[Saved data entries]
%%
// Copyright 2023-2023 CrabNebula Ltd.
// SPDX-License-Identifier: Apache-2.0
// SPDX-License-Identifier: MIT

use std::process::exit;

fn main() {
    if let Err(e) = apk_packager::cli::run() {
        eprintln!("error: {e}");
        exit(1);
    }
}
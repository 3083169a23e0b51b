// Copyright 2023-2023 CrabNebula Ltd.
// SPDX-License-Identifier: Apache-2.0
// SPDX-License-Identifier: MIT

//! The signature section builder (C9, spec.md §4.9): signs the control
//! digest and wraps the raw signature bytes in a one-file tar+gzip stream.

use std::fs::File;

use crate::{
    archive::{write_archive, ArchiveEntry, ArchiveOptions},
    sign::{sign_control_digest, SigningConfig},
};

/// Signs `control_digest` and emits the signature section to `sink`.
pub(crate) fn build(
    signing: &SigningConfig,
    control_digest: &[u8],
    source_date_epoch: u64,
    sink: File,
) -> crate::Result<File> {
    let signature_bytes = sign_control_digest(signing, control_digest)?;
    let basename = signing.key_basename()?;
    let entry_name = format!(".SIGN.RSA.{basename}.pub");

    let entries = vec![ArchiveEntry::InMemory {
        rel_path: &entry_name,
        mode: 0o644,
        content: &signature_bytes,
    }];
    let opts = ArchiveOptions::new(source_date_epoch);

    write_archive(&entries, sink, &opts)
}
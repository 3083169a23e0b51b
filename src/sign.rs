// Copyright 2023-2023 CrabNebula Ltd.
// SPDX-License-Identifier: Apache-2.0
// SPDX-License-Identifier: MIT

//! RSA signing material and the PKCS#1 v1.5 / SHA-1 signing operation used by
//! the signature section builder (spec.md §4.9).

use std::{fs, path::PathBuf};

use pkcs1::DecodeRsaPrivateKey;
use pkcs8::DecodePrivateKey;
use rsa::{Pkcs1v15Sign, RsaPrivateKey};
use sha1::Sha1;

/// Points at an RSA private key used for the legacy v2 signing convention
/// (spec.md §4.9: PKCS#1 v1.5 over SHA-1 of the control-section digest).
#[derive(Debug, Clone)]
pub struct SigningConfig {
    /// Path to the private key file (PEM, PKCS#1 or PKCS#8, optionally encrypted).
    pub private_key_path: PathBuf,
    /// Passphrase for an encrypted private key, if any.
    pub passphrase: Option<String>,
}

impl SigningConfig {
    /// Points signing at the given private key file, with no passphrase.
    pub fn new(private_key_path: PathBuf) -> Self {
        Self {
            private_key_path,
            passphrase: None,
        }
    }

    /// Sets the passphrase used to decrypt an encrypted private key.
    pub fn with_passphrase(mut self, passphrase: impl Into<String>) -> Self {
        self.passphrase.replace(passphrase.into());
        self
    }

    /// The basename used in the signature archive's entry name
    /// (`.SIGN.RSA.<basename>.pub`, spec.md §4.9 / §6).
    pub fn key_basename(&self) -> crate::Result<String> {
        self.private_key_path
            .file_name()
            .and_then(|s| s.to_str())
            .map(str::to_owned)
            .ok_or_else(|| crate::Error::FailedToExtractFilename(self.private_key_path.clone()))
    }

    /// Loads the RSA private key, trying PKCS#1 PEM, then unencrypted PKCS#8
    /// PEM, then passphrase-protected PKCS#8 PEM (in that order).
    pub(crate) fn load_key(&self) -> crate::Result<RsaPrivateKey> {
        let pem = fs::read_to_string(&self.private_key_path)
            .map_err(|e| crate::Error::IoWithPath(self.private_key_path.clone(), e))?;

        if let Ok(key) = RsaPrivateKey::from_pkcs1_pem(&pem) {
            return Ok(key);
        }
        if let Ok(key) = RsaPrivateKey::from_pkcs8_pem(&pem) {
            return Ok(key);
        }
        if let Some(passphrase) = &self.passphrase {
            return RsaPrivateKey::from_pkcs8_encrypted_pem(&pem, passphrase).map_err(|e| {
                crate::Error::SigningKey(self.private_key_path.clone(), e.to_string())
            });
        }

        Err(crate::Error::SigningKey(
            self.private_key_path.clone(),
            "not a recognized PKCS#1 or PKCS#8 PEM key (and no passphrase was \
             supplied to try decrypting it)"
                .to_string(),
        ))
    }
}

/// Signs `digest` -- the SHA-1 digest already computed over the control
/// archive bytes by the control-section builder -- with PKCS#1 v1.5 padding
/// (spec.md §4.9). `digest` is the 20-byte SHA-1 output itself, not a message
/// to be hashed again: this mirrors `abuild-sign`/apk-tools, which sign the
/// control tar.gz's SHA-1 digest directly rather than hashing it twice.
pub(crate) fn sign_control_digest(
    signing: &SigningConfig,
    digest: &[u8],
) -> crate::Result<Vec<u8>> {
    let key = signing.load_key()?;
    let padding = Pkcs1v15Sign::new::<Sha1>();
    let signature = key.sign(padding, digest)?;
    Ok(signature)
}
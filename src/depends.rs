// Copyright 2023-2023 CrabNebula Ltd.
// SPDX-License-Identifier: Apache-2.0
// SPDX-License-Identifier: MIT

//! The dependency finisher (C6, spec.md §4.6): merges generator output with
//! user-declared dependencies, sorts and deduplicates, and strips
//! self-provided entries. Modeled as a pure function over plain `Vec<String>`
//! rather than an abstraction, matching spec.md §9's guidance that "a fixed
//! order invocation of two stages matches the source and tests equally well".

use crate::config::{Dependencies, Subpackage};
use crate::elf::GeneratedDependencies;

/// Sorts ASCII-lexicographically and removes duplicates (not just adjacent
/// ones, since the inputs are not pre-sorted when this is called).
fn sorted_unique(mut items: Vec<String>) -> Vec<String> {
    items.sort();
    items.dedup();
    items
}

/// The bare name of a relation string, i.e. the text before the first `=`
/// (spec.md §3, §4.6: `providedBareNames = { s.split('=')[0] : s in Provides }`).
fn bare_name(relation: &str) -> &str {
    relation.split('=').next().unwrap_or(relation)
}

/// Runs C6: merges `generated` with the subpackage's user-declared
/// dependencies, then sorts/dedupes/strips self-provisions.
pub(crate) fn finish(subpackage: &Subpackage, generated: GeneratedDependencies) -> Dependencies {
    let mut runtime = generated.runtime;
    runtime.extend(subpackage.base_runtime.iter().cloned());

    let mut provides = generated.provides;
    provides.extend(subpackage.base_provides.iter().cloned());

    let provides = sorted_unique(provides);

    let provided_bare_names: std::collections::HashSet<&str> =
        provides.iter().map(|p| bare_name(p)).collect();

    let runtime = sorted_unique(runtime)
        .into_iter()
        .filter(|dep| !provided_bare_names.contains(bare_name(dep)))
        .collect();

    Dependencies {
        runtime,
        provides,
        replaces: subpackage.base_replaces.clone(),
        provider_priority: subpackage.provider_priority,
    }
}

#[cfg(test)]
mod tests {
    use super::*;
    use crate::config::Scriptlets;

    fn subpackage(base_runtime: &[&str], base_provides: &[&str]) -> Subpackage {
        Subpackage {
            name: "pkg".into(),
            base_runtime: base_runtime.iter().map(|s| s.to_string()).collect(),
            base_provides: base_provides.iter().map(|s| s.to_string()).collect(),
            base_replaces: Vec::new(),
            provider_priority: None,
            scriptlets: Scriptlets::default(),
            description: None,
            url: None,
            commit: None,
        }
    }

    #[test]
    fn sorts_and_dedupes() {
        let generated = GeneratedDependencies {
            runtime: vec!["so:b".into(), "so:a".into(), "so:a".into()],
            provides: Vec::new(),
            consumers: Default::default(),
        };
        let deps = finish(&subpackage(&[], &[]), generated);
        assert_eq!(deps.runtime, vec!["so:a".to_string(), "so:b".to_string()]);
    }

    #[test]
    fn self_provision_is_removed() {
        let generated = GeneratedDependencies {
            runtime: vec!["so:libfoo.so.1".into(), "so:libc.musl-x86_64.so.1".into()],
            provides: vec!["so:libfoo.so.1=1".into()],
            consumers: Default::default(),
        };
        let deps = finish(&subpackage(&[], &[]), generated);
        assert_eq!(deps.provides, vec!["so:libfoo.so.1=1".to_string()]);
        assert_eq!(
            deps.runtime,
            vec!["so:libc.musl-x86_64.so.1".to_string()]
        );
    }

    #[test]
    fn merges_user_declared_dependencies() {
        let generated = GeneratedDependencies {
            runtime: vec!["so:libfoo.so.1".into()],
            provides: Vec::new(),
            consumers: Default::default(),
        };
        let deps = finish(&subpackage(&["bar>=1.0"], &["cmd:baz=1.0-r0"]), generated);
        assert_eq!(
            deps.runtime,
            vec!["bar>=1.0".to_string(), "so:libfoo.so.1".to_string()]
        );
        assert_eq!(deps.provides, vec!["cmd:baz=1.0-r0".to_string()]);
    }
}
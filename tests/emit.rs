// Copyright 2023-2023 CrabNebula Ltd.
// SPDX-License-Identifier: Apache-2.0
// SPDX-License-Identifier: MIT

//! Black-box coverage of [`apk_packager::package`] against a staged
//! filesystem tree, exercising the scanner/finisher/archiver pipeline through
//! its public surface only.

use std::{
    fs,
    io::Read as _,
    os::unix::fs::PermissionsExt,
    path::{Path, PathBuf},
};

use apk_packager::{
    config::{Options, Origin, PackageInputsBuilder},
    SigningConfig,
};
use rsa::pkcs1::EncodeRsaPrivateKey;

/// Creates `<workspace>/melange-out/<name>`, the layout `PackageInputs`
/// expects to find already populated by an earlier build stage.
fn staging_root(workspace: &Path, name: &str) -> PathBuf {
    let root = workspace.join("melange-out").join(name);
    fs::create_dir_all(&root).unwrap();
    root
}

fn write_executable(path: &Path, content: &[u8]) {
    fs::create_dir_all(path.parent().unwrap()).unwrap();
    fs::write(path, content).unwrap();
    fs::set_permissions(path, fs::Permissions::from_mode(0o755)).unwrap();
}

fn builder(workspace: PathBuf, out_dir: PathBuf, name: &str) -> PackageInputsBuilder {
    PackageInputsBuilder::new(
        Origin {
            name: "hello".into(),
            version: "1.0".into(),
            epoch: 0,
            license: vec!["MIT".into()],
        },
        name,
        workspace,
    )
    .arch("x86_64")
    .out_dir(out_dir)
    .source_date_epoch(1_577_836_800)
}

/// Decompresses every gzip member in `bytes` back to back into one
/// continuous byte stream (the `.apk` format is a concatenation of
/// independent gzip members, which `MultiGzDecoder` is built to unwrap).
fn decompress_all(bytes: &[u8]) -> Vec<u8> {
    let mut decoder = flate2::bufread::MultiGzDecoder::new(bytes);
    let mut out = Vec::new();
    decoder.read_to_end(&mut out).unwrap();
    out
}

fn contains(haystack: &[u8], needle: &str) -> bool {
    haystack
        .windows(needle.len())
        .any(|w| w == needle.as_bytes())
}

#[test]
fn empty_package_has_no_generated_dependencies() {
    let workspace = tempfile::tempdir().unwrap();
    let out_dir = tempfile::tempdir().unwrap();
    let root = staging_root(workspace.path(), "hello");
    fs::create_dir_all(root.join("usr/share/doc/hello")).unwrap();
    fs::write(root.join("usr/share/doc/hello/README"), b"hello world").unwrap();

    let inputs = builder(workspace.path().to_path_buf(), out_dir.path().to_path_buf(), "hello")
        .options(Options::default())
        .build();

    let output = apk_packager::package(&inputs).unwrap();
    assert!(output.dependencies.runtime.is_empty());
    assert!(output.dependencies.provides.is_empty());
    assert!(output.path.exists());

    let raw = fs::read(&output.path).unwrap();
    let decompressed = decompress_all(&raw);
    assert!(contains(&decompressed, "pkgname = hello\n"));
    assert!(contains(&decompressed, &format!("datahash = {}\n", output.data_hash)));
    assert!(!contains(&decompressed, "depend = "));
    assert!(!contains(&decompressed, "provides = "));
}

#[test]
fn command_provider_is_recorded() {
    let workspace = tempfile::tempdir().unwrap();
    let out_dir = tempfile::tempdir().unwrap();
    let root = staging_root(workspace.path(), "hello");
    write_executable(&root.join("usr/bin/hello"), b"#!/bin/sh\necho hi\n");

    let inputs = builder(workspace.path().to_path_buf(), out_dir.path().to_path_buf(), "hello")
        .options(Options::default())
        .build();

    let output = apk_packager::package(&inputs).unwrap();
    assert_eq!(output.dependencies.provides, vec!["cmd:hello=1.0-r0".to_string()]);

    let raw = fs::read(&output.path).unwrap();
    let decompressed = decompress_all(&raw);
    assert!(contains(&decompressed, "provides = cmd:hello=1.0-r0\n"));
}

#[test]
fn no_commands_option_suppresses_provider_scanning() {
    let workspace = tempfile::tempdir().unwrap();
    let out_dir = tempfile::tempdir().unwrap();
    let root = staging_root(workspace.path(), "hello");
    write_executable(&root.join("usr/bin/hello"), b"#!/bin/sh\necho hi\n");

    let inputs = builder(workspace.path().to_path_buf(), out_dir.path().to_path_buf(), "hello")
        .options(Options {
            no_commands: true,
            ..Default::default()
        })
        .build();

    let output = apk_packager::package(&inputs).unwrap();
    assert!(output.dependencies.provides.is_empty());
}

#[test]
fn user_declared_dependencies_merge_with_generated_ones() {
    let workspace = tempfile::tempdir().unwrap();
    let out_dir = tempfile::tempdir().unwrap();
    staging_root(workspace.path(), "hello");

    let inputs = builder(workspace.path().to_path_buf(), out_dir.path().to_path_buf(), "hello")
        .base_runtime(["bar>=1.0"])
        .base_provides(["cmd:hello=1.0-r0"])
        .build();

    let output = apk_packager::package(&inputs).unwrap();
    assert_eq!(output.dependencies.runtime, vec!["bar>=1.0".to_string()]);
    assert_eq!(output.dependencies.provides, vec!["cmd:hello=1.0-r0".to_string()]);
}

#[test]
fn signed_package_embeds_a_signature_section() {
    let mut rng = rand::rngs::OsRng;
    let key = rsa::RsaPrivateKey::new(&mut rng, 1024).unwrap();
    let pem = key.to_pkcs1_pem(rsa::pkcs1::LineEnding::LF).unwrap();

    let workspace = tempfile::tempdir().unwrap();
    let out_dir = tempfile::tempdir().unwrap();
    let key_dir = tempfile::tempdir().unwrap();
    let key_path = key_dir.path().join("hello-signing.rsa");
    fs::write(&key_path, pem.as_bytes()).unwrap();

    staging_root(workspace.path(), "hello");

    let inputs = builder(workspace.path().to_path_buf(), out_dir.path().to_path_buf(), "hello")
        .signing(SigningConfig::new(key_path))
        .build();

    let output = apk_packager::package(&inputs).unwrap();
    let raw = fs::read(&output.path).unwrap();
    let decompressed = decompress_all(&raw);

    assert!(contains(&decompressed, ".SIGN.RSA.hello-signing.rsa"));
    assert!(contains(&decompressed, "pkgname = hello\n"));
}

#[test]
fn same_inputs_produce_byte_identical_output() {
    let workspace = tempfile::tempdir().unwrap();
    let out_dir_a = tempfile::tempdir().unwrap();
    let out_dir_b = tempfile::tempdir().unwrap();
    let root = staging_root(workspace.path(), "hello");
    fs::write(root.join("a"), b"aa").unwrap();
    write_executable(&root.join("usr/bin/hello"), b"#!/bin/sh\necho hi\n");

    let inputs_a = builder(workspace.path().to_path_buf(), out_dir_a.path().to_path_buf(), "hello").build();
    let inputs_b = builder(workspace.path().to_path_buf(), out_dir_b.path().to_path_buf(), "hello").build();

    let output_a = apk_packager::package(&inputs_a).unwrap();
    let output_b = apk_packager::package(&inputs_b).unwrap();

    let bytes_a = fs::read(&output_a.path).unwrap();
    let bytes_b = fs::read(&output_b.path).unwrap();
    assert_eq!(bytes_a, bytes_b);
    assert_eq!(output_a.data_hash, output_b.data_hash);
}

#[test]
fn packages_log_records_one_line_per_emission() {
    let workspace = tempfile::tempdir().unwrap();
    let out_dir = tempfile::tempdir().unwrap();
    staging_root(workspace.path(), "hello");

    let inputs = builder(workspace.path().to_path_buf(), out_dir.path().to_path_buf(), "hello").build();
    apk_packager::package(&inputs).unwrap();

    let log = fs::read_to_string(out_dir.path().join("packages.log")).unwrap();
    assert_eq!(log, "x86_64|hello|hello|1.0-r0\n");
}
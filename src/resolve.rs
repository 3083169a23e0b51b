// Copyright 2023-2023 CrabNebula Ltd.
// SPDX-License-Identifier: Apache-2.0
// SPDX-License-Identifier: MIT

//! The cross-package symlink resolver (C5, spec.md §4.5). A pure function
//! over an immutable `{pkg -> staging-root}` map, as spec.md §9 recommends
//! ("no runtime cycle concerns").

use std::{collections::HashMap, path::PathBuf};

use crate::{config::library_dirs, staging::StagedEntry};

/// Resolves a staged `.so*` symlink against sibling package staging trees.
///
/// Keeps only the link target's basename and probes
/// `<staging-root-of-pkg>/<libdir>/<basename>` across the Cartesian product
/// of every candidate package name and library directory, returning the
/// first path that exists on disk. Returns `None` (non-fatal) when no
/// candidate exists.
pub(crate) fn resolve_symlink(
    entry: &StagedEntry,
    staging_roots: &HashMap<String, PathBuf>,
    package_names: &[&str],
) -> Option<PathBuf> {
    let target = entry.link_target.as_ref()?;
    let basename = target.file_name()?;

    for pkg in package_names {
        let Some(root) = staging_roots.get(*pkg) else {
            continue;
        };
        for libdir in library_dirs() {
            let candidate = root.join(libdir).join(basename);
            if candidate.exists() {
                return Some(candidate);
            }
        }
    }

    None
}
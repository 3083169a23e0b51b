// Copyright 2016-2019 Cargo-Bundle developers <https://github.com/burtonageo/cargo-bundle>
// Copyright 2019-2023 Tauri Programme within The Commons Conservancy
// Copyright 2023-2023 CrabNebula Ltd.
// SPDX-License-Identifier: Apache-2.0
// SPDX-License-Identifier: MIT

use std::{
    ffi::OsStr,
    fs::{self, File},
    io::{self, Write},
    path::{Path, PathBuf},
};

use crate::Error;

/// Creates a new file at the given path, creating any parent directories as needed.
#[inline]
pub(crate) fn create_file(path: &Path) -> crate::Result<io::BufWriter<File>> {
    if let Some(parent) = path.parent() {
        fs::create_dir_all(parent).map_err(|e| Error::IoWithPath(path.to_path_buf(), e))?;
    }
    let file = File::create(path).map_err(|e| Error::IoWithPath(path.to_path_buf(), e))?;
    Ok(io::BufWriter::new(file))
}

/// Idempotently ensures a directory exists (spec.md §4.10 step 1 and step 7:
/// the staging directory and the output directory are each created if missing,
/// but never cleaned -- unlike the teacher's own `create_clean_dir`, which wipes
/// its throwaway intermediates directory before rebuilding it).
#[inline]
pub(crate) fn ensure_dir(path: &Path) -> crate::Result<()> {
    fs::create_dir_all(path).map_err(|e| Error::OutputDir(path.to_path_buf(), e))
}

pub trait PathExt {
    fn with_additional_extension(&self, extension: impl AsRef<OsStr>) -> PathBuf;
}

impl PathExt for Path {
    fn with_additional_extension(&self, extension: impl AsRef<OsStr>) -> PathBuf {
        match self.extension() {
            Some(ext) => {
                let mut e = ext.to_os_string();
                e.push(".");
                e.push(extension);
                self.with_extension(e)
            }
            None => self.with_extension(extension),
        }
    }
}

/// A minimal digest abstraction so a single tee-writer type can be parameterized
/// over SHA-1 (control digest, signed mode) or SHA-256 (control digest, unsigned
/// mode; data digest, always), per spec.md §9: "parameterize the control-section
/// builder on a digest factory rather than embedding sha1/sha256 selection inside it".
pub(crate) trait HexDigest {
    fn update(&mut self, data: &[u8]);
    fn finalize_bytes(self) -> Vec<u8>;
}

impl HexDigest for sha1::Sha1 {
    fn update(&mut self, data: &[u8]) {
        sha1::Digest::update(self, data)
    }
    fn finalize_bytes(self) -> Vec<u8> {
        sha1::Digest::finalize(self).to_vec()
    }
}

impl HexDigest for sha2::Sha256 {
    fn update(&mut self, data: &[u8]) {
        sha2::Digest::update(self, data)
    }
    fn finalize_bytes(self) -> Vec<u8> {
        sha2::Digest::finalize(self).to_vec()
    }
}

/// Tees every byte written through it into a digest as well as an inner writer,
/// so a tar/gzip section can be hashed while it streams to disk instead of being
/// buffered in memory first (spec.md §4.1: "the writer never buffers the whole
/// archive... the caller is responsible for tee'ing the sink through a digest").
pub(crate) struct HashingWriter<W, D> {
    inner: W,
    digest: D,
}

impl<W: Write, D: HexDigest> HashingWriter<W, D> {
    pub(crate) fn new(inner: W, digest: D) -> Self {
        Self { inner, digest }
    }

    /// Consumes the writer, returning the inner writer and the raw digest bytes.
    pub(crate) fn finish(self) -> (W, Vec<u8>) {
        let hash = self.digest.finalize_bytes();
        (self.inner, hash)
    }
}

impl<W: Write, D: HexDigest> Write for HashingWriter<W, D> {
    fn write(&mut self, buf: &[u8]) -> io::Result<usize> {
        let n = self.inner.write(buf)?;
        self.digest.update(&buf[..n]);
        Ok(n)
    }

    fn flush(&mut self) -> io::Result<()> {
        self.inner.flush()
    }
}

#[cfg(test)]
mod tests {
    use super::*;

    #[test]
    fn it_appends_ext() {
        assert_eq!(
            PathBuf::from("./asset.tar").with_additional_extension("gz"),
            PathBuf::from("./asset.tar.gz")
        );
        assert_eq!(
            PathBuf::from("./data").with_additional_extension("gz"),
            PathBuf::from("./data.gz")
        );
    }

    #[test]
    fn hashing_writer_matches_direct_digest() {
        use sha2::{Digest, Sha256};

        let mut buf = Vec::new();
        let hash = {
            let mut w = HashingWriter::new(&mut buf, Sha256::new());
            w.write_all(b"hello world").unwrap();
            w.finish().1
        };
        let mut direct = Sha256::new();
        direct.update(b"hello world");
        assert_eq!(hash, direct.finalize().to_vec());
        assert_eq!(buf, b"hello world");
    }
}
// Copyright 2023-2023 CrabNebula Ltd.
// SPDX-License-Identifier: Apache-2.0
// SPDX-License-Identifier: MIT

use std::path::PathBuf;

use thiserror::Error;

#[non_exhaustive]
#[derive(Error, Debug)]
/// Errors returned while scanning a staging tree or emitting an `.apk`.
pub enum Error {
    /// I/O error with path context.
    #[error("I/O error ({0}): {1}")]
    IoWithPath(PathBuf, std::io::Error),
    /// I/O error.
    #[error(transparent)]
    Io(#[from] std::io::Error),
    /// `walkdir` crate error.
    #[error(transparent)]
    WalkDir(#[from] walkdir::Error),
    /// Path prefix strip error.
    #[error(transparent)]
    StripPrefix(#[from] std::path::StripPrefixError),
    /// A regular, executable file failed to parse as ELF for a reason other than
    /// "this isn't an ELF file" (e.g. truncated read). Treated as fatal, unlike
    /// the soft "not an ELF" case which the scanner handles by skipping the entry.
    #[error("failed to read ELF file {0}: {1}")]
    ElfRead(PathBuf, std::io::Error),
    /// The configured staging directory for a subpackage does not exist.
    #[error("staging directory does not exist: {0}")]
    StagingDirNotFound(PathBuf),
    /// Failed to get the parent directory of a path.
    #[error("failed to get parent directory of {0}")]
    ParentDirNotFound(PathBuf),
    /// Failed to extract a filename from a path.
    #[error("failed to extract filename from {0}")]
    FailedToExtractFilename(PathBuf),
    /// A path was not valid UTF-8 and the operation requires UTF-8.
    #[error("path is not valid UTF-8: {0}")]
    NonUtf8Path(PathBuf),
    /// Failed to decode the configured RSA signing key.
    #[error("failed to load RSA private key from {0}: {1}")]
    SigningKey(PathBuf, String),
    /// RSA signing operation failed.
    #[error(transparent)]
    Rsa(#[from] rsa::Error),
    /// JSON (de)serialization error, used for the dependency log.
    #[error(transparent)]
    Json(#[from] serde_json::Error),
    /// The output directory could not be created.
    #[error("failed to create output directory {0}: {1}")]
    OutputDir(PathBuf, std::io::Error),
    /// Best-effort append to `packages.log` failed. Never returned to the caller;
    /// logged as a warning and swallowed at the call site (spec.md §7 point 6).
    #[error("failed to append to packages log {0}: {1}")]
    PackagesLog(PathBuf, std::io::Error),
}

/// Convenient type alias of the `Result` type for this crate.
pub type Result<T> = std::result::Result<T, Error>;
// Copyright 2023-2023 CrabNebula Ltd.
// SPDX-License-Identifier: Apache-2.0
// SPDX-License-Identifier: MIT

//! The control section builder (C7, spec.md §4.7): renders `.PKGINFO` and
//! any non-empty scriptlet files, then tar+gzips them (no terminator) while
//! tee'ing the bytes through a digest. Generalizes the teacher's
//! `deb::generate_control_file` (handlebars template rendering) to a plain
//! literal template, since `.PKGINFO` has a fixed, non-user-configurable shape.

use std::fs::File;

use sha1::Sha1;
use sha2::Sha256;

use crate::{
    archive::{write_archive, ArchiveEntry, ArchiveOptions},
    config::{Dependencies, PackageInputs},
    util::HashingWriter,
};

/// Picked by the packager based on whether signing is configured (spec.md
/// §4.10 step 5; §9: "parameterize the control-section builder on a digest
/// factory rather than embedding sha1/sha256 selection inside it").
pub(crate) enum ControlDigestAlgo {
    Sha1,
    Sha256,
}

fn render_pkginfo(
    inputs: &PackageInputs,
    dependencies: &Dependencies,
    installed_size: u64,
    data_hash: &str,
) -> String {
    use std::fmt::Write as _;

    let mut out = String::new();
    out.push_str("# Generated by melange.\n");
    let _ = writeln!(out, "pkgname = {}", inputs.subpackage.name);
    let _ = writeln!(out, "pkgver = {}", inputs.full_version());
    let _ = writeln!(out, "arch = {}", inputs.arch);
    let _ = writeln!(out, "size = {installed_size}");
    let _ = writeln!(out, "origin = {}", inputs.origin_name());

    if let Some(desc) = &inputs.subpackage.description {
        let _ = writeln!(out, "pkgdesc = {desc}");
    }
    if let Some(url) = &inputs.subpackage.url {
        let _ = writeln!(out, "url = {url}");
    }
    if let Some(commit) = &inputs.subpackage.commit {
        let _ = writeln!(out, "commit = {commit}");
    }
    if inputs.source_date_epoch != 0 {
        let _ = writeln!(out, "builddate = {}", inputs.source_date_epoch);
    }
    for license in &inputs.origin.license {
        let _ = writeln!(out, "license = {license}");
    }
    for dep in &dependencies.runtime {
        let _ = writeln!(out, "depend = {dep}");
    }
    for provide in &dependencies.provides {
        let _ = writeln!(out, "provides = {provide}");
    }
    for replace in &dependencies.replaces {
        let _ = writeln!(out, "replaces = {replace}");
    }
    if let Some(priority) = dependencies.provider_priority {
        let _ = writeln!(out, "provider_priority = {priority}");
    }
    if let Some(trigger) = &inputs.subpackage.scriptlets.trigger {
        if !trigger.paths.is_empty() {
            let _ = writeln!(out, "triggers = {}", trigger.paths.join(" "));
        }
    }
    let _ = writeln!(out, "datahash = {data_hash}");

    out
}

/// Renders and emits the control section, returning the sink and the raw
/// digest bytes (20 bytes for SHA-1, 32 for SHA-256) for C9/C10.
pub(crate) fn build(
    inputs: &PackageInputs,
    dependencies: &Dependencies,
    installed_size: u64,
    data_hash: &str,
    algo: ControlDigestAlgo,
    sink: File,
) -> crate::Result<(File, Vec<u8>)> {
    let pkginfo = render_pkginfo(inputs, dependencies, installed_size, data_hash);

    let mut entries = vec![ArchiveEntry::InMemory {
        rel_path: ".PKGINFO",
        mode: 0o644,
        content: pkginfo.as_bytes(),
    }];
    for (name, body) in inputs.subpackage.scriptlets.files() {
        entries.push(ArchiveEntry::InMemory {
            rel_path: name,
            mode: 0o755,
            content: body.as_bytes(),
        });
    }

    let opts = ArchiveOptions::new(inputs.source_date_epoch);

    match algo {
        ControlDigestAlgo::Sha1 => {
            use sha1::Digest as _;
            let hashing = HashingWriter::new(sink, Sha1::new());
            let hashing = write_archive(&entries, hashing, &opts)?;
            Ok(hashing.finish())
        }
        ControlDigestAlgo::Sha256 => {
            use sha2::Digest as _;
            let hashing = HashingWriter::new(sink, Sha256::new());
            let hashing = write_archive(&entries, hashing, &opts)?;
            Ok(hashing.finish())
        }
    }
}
%%
- Task requirements
Each line of the entries where the string "factory" occurs should be shown.

- Output for this exercise
/// builder on a digest factory rather than embedding sha1/sha256 selection inside it".
/// factory rather than embedding sha1/sha256 selection inside it").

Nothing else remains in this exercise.